Vous connaissez l'effet domino ? Si les gamins de Neil Young ne souffraient pas d'infirmité motrice cérébrale, leur papa n'organiserait pas chaque année le concert de charité pour la Bridge School. Si le Bridge School Benefit n'existait pas, Lou Reed et Metallica n'y auraient pas partagé l'affiche en 98. Ipso facto, tout est de la faute de Neil.

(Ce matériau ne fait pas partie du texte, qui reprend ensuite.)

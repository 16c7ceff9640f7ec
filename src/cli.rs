//! Command-line interface definitions for Daily Verse.
//!
//! Flags that carry deployment secrets or paths can also be supplied through
//! environment variables.

use clap::{Parser, Subcommand};
use std::path::PathBuf;

/// Command-line arguments for the Daily Verse application.
///
/// # Examples
///
/// ```sh
/// # Run the daily scheduler with a config file
/// daily_verse --config verse.yaml run
///
/// # Post today's poem to one destination right now
/// daily_verse --webhook-url https://discord.com/api/webhooks/... deliver
///
/// # See what would be sent without posting anything
/// daily_verse --dry-run deliver --to general
/// ```
#[derive(Parser, Debug)]
#[command(author, version, about)]
pub struct Cli {
    /// Optional path to a YAML config file
    #[arg(short, long, env = "DAILY_VERSE_CONFIG")]
    pub config: Option<PathBuf>,

    /// Webhook URL for the default destination (overrides the config file)
    #[arg(long, env = "DAILY_VERSE_WEBHOOK")]
    pub webhook_url: Option<String>,

    /// Print messages to stdout instead of posting them
    #[arg(long, global = true)]
    pub dry_run: bool,

    #[command(subcommand)]
    pub command: Option<Command>,
}

impl Cli {
    /// The subcommand to run; `run` when none was given.
    pub fn command(&self) -> Command {
        self.command.clone().unwrap_or(Command::Run)
    }
}

#[derive(Subcommand, Debug, Clone, PartialEq, Eq)]
pub enum Command {
    /// Run the daily scheduler until interrupted
    ///
    /// While running, SIGUSR1 delivers today's poem to the default
    /// destination and SIGUSR2 refetches it first.
    Run,
    /// Deliver today's poem once and exit
    Deliver {
        /// Destination name (defaults to the configured default destination)
        #[arg(long)]
        to: Option<String>,
    },
    /// Fetch and print today's poem without caching or posting it
    Preview,
}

Au départ, le projet est presque louable : se remettant peu à peu de l'échec de leur St. Anger (2003), Metallica envisage de reprendre des morceaux obscurs de l'ex Factory Boy. Pas de souci puisqu'à part méditer et réciter de la poésie, y a plus grand-chose qui intéresse le vieux Lou. Entre deux séances de Taï-Chi, il décide de se taper l'incruste en studio et, entre avril et juin 2011, voilà qu'il se remet à parler-chanter comme en 40. Après avoir pillé Edgar Allen Poe sur l'inégal The Raven (2003), Lou s'attaque cette fois à Lulu, opéra inachevé inspiré du dramaturge allemand Frank Wedekind (1864-1918). L'ascension puis la chute d'une féministe avant-gardiste qui se prostituera avant de mourir du choléra. Un univers raccord avec celui de l'auteur de "Femme Fatale" et "Lady Day". Lulu pourrait presque être un personnage rencontré au Chelsea Hotel, à la Factory ou en train de se piquer avec Candy dans "Walk on the Wild Side".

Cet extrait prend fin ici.